* [Task directions] Which lines of the entries below hold the word "ClassificationResult"? Report each of them.

* [Records provided]
■ ■ ■
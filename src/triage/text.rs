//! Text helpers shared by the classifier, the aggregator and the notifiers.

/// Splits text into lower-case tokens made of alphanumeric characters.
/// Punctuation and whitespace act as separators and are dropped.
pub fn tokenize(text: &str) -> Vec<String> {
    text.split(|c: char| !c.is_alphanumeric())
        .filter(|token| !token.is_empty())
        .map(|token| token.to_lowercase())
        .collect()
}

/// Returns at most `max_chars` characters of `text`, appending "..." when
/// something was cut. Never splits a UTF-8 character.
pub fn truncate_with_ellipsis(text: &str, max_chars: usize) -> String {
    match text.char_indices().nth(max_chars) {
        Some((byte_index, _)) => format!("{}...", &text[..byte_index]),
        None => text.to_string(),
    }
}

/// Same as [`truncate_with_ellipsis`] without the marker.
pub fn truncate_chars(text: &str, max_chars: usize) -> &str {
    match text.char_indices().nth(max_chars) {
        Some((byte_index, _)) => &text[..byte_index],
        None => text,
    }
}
■ ■ ■
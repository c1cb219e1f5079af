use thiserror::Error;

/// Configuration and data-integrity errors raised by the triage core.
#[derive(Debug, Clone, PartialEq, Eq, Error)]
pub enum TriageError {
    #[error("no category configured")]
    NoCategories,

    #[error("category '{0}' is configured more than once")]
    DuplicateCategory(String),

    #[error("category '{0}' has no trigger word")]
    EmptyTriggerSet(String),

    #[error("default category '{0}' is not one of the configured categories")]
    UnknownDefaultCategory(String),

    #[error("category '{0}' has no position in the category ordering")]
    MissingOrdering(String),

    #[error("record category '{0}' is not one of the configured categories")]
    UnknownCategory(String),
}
■ ■ ■
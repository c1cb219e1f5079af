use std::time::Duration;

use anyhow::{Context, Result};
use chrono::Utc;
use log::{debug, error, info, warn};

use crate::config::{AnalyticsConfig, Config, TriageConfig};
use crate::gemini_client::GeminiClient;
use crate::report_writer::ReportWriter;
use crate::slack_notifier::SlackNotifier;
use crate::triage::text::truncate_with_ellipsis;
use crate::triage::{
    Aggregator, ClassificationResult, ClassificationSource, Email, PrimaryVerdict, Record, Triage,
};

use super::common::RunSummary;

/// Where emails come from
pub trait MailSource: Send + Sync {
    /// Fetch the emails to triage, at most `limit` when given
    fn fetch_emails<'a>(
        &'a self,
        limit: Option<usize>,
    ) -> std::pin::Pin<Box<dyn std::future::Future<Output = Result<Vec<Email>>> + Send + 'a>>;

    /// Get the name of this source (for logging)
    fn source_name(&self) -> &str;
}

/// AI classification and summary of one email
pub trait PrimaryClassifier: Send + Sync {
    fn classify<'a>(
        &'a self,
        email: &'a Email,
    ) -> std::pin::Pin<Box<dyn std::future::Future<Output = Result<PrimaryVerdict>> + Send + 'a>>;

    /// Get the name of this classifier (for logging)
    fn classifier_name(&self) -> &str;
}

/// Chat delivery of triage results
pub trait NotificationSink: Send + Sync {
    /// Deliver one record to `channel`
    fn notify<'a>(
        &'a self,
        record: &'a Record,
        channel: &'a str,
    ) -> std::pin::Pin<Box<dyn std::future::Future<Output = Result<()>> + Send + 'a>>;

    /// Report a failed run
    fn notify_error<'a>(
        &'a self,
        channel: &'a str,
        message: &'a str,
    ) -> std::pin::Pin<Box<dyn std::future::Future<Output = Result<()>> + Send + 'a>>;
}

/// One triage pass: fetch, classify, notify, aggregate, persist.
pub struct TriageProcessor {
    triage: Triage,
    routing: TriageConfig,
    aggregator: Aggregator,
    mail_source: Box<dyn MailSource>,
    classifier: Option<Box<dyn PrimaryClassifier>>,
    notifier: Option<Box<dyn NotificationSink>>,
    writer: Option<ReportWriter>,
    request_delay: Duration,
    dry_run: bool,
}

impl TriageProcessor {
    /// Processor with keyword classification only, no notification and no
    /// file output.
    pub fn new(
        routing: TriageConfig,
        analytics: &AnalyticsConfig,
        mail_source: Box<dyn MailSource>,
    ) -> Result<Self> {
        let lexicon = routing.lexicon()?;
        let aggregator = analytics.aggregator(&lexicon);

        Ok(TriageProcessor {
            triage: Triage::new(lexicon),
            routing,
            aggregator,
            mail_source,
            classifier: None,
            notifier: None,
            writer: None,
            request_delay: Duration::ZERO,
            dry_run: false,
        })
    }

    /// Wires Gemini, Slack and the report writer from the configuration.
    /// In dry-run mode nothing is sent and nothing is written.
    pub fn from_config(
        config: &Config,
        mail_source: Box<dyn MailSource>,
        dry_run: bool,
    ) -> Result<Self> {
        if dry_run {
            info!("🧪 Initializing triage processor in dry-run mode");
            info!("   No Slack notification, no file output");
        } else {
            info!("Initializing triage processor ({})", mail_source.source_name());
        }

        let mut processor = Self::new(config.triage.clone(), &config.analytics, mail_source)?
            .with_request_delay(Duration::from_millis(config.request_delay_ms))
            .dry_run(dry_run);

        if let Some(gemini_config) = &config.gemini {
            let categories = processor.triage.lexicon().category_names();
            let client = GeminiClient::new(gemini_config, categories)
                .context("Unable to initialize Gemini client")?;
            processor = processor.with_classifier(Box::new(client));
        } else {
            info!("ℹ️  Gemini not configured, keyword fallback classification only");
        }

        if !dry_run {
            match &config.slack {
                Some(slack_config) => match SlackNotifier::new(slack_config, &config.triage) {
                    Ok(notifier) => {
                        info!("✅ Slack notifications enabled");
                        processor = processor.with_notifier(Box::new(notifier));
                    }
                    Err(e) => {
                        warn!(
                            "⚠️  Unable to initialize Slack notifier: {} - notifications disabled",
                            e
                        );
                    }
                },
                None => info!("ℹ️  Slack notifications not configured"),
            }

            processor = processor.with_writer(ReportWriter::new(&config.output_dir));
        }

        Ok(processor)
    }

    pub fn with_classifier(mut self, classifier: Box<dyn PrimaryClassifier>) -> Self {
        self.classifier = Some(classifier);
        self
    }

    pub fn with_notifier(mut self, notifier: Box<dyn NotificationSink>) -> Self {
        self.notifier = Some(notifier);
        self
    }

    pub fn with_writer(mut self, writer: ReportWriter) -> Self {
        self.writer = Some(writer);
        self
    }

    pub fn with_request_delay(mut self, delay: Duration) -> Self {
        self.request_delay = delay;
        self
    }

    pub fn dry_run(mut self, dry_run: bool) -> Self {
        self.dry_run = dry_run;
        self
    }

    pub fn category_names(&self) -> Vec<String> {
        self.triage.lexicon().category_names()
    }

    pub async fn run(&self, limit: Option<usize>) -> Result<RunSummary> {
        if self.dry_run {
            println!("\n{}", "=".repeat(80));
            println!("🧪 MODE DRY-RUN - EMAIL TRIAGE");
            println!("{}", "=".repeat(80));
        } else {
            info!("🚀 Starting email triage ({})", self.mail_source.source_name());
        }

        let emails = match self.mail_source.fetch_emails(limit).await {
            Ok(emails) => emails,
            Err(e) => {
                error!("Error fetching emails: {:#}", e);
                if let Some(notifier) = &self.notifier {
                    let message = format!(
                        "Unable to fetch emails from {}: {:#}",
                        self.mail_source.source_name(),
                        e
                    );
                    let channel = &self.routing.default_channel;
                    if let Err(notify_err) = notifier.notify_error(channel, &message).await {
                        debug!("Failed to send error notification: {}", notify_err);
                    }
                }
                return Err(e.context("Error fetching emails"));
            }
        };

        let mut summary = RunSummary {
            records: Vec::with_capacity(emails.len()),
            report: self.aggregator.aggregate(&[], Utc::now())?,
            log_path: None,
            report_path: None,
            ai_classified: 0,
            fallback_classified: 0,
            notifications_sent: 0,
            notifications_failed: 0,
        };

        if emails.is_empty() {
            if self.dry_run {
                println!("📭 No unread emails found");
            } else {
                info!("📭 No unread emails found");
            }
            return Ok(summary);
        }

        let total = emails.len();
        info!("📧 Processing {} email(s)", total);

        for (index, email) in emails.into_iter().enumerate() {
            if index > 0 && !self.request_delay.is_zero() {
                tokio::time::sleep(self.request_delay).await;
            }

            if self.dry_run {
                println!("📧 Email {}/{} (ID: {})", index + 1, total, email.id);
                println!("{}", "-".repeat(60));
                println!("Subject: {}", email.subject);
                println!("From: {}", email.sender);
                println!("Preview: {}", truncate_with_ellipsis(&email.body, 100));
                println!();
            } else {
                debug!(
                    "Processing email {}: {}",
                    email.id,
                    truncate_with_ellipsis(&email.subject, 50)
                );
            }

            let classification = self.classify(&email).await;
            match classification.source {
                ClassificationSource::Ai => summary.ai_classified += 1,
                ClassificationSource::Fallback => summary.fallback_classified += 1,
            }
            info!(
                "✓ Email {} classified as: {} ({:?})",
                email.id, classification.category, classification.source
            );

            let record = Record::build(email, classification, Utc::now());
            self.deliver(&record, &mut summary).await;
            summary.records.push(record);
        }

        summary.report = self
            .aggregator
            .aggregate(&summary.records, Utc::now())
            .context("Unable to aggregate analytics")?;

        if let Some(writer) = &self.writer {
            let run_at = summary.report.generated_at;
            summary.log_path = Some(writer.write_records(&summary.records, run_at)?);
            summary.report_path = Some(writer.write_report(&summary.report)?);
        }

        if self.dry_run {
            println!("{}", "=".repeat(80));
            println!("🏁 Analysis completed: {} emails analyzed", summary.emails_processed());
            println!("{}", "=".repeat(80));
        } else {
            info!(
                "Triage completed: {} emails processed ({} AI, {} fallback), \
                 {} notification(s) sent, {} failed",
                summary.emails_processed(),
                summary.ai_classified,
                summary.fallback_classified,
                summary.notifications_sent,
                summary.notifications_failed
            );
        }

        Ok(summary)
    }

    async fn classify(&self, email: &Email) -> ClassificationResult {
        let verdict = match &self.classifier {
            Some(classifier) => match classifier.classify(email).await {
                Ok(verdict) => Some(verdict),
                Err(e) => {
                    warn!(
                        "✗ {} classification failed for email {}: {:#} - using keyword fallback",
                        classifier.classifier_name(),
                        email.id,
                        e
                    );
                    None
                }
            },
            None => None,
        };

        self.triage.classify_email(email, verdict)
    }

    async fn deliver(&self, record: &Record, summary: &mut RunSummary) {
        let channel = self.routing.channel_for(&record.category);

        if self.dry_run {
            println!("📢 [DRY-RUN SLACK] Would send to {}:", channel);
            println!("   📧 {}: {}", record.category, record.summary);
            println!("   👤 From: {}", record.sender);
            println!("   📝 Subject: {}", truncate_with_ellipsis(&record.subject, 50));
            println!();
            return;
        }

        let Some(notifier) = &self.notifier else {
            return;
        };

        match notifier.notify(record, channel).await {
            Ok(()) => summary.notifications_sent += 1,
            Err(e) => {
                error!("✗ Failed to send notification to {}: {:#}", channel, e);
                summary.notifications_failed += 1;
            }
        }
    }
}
■ ■ ■
* [Written answer]
    Aggregator, ClassificationResult, ClassificationSource, Email, PrimaryVerdict, Record, Triage,
    async fn classify(&self, email: &Email) -> ClassificationResult {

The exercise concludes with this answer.